Rapport d'enquête maritime M97L0021

Naufrage
du bateau de pêche « GILBERT D. »
au large des Îles de la Madeleine (Québec)

Le Bureau de la sécurité des transports du Canada (BST) a enquêté sur cet événement dans le but de promouvoir la sécurité des transports. Le Bureau n’est pas habilité à attribuer ni à déterminer les responsabilités civiles ou pénales. Le présent rapport n’est pas créé pour être utilisé dans le contexte d’une procédure judiciaire, disciplinaire ou autre. Voir Propriété et utilisation du contenu.

Table des matières

    Résumé

    Le 16 mars 1997, le début de la saison de chasse aux phoques a été marqué par le naufrage du « GILBERT D. » lorsque ce dernier a été coincé par les glaces au cours de la nuit.
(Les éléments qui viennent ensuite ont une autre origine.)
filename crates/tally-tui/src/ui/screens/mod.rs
mod log_viewer;

pub use log_viewer::LogViewerScreen;
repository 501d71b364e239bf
#![cfg_attr(feature = "unstable", feature(test))]

//! An engine for Wordle-style puzzles.
//!
//! [`score`] compares a guess with the target word, and [`play`] runs a whole game, reading
//! guesses from and reporting each turn to functions supplied by the caller.

mod engine;
mod results;
mod scoring;

pub use engine::*;
pub use results::*;
pub use scoring::*;
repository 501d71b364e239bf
use thiserror::Error;

#[cfg(feature = "serde")]
use serde::{Deserialize, Serialize};

/// The result of a given letter at a specific location.
#[derive(Debug, Clone, Copy, Eq, PartialEq, Hash)]
#[cfg_attr(feature = "serde", derive(Serialize, Deserialize))]
pub enum MatchResult {
    /// The letter is correct and in the correct location.
    Exact,
    /// The letter is in the word, but is credited to a different location.
    Partial,
    /// The letter is not in the word, or all of its occurrences were already credited elsewhere.
    NoMatch,
}

/// Indicates that an error occurred while scoring a guess or advancing a game.
#[derive(Error, Debug, PartialEq, Eq, Clone, Copy)]
pub enum WordleError {
    /// Indicates that a guess did not have the required number of letters.
    #[error("guess must be {expected} letters long, but it has {actual}")]
    InvalidGuessLength { expected: usize, actual: usize },
    /// Indicates that a turn was played after the game already ended.
    #[error("the game is already over")]
    GameOver,
    /// Indicates that the word size or the attempt budget was zero.
    #[error("word size and max attempts must both be at least 1")]
    InvalidRules,
}

/// Whether the game is still running, or has been won or lost by the guesser.
#[derive(Debug, Clone, Copy, Eq, PartialEq, Hash)]
#[cfg_attr(feature = "serde", derive(Serialize, Deserialize))]
pub enum GameStatus {
    /// The guesser found the word.
    Won,
    /// The guesser used up every attempt without finding the word.
    Lost,
    /// More attempts remain.
    InProgress,
}

impl GameStatus {
    /// Returns `true` once no further turns can be played.
    pub fn is_terminal(self) -> bool {
        self != GameStatus::InProgress
    }
}

/// Everything that happened in a single turn.
#[derive(Debug, Clone, PartialEq, Eq)]
#[cfg_attr(feature = "serde", derive(Serialize, Deserialize))]
pub struct AttemptOutcome {
    /// The one-based number of this attempt.
    pub attempt: u32,
    pub status: GameStatus,
    /// The result of each letter, provided in the same letter order as in the guess.
    pub results: Vec<MatchResult>,
    /// A closing message for the player. Empty unless the game just ended.
    pub message: String,
}

impl AttemptOutcome {
    /// Returns `true` iff every letter of the guess was an exact match.
    pub fn is_correct(&self) -> bool {
        is_correct(&self.results)
    }
}

pub(crate) fn is_correct(results: &[MatchResult]) -> bool {
    results.iter().all(|result| *result == MatchResult::Exact)
}
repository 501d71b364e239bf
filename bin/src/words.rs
use anyhow::{anyhow, bail};
use rand::seq::SliceRandom;
use std::io::BufRead;
use std::io::Result;

/// The words a secret can be chosen from.
pub struct WordList {
    words: Vec<Box<str>>,
}

impl WordList {
    /// Constructs a new `WordList` by reading words from the given reader.
    ///
    /// The reader should provide one word per line. Each word is trimmed and converted to upper
    /// case. Blank lines and words that don't have exactly `word_size` letters are skipped.
    pub fn from_reader<R: BufRead>(word_reader: R, word_size: usize) -> Result<Self> {
        let mut words = Vec::new();
        for maybe_line in word_reader.lines() {
            let line = maybe_line?;
            let word = line.trim();
            if word.chars().count() != word_size {
                continue;
            }
            words.push(Box::from(word.to_uppercase().as_str()));
        }
        Ok(WordList { words })
    }

    pub fn len(&self) -> usize {
        self.words.len()
    }

    pub fn is_empty(&self) -> bool {
        self.words.is_empty()
    }

    /// Picks a word uniformly at random, or `None` if the list is empty.
    pub fn choose_random(&self) -> Option<&str> {
        self.words
            .choose(&mut rand::thread_rng())
            .map(|word| word.as_ref())
    }
}

/// Where the secret word of each new game comes from.
pub enum Secrets {
    /// Every game is played against the same word.
    Fixed(Box<str>),
    /// Every game picks a new word at random.
    Random(WordList),
}

impl Secrets {
    /// Uses the given word for every game. It is upper-cased, and must have exactly `word_size`
    /// letters.
    pub fn fixed(word: &str, word_size: usize) -> anyhow::Result<Self> {
        let word = word.trim().to_uppercase();
        if word.chars().count() != word_size {
            bail!("The secret word {} must be {} letters long.", word, word_size);
        }
        Ok(Secrets::Fixed(Box::from(word.as_str())))
    }

    /// Picks words from the given list, which must not be empty.
    pub fn random(word_list: WordList) -> anyhow::Result<Self> {
        if word_list.is_empty() {
            bail!("The word list has no words of the right length.");
        }
        Ok(Secrets::Random(word_list))
    }

    /// The secret word for the next game.
    pub fn next_secret(&self) -> anyhow::Result<String> {
        match self {
            Secrets::Fixed(word) => Ok(word.to_string()),
            Secrets::Random(word_list) => word_list
                .choose_random()
                .map(str::to_string)
                .ok_or_else(|| anyhow!("The word list is empty.")),
        }
    }
}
Les huit membres de l'équipage ont été transbordés sur un autre bateau pour être ensuite ramenés à terre, sains et saufs, par hélicoptère.

    Renseignements de base

    Fiche technique du navire

    Nom « GILBERT D. »
    Numéro officiel 314179
    Port d'immatriculation Cap-aux-Meules (Québec)
    Pavillon Canada
    Type bateau de pêche
    Jauge brute 49 tonneaux
    Longueur 17,34 m
    Tirant d'eau 2,6 m
    Construction 1961, à Gaspé (Québec)
    Groupe propulseur Un moteur diesel de 169 kW entraînant une hélice à pas fixe
    Équipage 8 chausseurs
    Propriétaire Henri Fred Poirier
    Havre-aux-Maisons Îles de la Madeleine (Québec)

    Le « GILBERT D. » est un bateau de bois recouvert de plastique renforcé de fibre de verre. Le 15 mars 1997, vers 3 h 45Note de bas de page 1, alors qu'une petite flottille se prépare à quitter Cap-aux-Meules en direction des lieux de chasse aux phoques au nord des îles, un brise-glace de la Garde côtière canadienne prend les devant et trace un passage en eau libre à partir de la Pointe de l'est, pour faciliter leur transit jusqu'à leur destination prévue. Les bateaux, dont le « GILBERT D. », doivent atteindre les lieux de chasse le soir même.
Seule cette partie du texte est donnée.